Prawn, Salmon, Shiitake & Cabbage Stir Fry

This seafood stir fry combines the best foods from seafood and nutrient-dense vegetables to maximise both satiety and nutrient density.  

Prawns and salmon bring heaps of bioavailable protein, omega 3, copper, potassium, selenium, zinc, choline and vitamins B3, B5, B6, B12, D and E.  The stir-fried vegetables fill in folate, potassium and vitamins A, C and K.   



One serve provides 380 calories, 56 g of protein, 9 g of fat and 13 g of net carbs.


The Cronometer screengrab below shows the nutrients provided by 2000 calories of this recipe relative to the Optimal Nutrient Intakes.  
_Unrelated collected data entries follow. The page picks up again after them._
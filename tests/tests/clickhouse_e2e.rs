//! End-to-end tests against a real ClickHouse.
//!
//! Tracker → ClickHouseStore → ClickHouse → Analyzer. Requires Docker, or
//! an existing server via `PIRSCH_TEST_CLICKHOUSE_URL`; run with
//! `cargo test -- --ignored`.

use analyzer::Analyzer;
use chrono::NaiveDate;
use clickhouse_client::health::{check_connection, init_schema};
use clickhouse_client::query::{count_rows, query_page_views, query_session_rows};
use integration_tests::fixtures::{self, at, hit_from, unique_client_id};
use integration_tests::setup::ClickHouseContext;
use pirsch_core::{Filter, HitRequest, Store};

fn visitor(client_id: u64, ip: &str, user_agent: &str, path: &str) -> HitRequest {
    HitRequest {
        client_id,
        user_agent: user_agent.into(),
        ..hit_from(ip, path)
    }
}

fn day_filter(client_id: u64) -> Filter {
    let day = NaiveDate::from_ymd_opt(2024, 5, 1).unwrap();
    Filter::new(client_id).between(day, day)
}

#[tokio::test]
#[ignore = "requires ClickHouse"]
async fn test_schema_is_idempotent() {
    let ctx = ClickHouseContext::new().await;
    assert!(check_connection(&ctx.client).await);
    init_schema(&ctx.client)
        .await
        .expect("second schema run must succeed");
}

#[tokio::test]
#[ignore = "requires ClickHouse"]
async fn test_session_rows_collapse() {
    let ctx = ClickHouseContext::new().await;
    let tracker = ctx.tracker(fixtures::test_settings());
    let client_id = unique_client_id();

    let ip = "203.0.113.10";
    tracker
        .hit(&visitor(client_id, ip, fixtures::CHROME_UA, "/"), at(0))
        .await
        .unwrap();
    tracker
        .hit(&visitor(client_id, ip, fixtures::CHROME_UA, "/a"), at(60))
        .await
        .unwrap();
    tracker.stop().await.unwrap();

    let rows = query_session_rows(&ctx.client, client_id).await.unwrap();
    assert_eq!(rows.len(), 3, "expected +1, -1, +1 session rows");
    let net: i32 = rows.iter().map(|r| r.sign as i32).sum();
    assert_eq!(net, 1);
    let live = rows
        .iter()
        .find(|r| r.sign == 1 && r.page_views == 2)
        .expect("live session row");
    assert_eq!(live.is_bounce, 0);
    assert_eq!(live.entry_path, "/");
    assert_eq!(live.exit_path, "/a");

    assert_eq!(count_rows(&ctx.client, "page_view", client_id).await.unwrap(), 2);

    let analyzer = Analyzer::new(ctx.store.clone() as std::sync::Arc<dyn Store>);
    let totals = analyzer.total_visitors(&day_filter(client_id)).await.unwrap();
    assert_eq!(totals.visitors, 1);
    assert_eq!(totals.sessions, 1);
    assert_eq!(totals.views, 2);
    assert_eq!(totals.bounces, 0);
}

#[tokio::test]
#[ignore = "requires ClickHouse"]
async fn test_new_tracker_continues_stored_session() {
    let ctx = ClickHouseContext::new().await;
    let client_id = unique_client_id();
    let ip = "203.0.113.11";

    let first = ctx.tracker(fixtures::test_settings());
    first
        .hit(&visitor(client_id, ip, fixtures::CHROME_UA, "/"), at(0))
        .await
        .unwrap();
    first.stop().await.unwrap();

    let second = ctx.tracker(fixtures::test_settings());
    second
        .hit(&visitor(client_id, ip, fixtures::CHROME_UA, "/b"), at(60))
        .await
        .unwrap();
    second.stop().await.unwrap();

    let rows = query_session_rows(&ctx.client, client_id).await.unwrap();
    assert_eq!(rows.len(), 3);
    assert!(rows.iter().all(|r| r.session_id == rows[0].session_id));

    let page_views = query_page_views(&ctx.client, client_id).await.unwrap();
    assert_eq!(page_views.len(), 2);
    assert_eq!(page_views[0].session_id, page_views[1].session_id);
}

#[tokio::test]
#[ignore = "requires ClickHouse"]
async fn test_pages_with_time_on_page() {
    let ctx = ClickHouseContext::new().await;
    let tracker = ctx.tracker(fixtures::test_settings());
    let client_id = unique_client_id();

    let ip = "203.0.113.12";
    for (path, second) in [("/x", 0), ("/y", 10), ("/x", 25)] {
        tracker
            .hit(&visitor(client_id, ip, fixtures::CHROME_UA, path), at(second))
            .await
            .unwrap();
    }
    tracker.stop().await.unwrap();

    let analyzer = Analyzer::new(ctx.store.clone() as std::sync::Arc<dyn Store>);
    let mut filter = day_filter(client_id);
    filter.include_time_on_page = true;
    let stats = analyzer.by_path(&filter).await.unwrap();

    let x = stats.iter().find(|s| s.path == "/x").expect("/x row");
    assert_eq!(x.visitors, 1);
    assert_eq!(x.views, 2);
    assert_eq!(x.average_time_spent_seconds, 10);

    let y = stats.iter().find(|s| s.path == "/y").expect("/y row");
    assert_eq!(y.visitors, 1);
    assert_eq!(y.views, 1);
    assert_eq!(y.average_time_spent_seconds, 15);
}

#[tokio::test]
#[ignore = "requires ClickHouse"]
async fn test_platform_shares() {
    let ctx = ClickHouseContext::new().await;
    let tracker = ctx.tracker(fixtures::test_settings());
    let client_id = unique_client_id();

    let desktop = ["198.51.100.1", "198.51.100.2"];
    let mobile = ["198.51.100.3", "198.51.100.4", "198.51.100.5"];
    for ip in desktop {
        tracker
            .hit(&visitor(client_id, ip, fixtures::CHROME_UA, "/"), at(0))
            .await
            .unwrap();
    }
    for ip in mobile {
        tracker
            .hit(&visitor(client_id, ip, fixtures::IPHONE_UA, "/"), at(0))
            .await
            .unwrap();
    }
    tracker.stop().await.unwrap();

    let analyzer = Analyzer::new(ctx.store.clone() as std::sync::Arc<dyn Store>);
    let stats = analyzer.platform(&day_filter(client_id)).await.unwrap();
    assert_eq!(stats.platform_desktop, 2);
    assert_eq!(stats.platform_mobile, 3);
    assert_eq!(stats.platform_unknown, 0);
    assert_eq!(stats.relative_platform_desktop, 0.4);
    assert_eq!(stats.relative_platform_mobile, 0.6);
    assert_eq!(stats.relative_platform_unknown, 0.0);
}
  • 100 g (3.5 oz) fresh salmon, cut into cubes
  • 100 g (3.5 oz) raw prawns
  • 1 clove garlic, crushed
  • 1 thumb-sized piece of ginger, peeled and finely diced
  • 1 spring onion, sliced
  • 100 g (3.5 oz) red bell pepper, diced
  • 100 g (3.5 oz) shiitake mushrooms, sliced
  • 120 g (4.2 oz) cabbage, shredded
  • 1 Tbsp Tamari sauce


  • Heat a frying pan to medium heat.
  • Add the salmon cubes and fry each side for a few seconds until golden. It does not need to be cooked through unless you prefer it like that. 
  • The salmon will release lots of fat, so you do not need to add any. 
  • Once the salmon is cooked, remove it to a plate and set it aside. 
  • Add the prawns to the salmon fat, turning them as they go pink to cook both sides. Once cooked, add to the plate of salmon, and set aside. 
  • Add the garlic, ginger, spring onion, red pepper and mushrooms to the pan. Saute in the salmon fat until soft. 
  • Add the cabbage, and toss so all combine. Pour over the Tamari sauce. Let the cabbage soften, cooking it for about 2 minutes, stirring occasionally. 
  • Tip the prawns and salmon back into the stir fry and gently fold them together. 
  • Plate up and enjoy!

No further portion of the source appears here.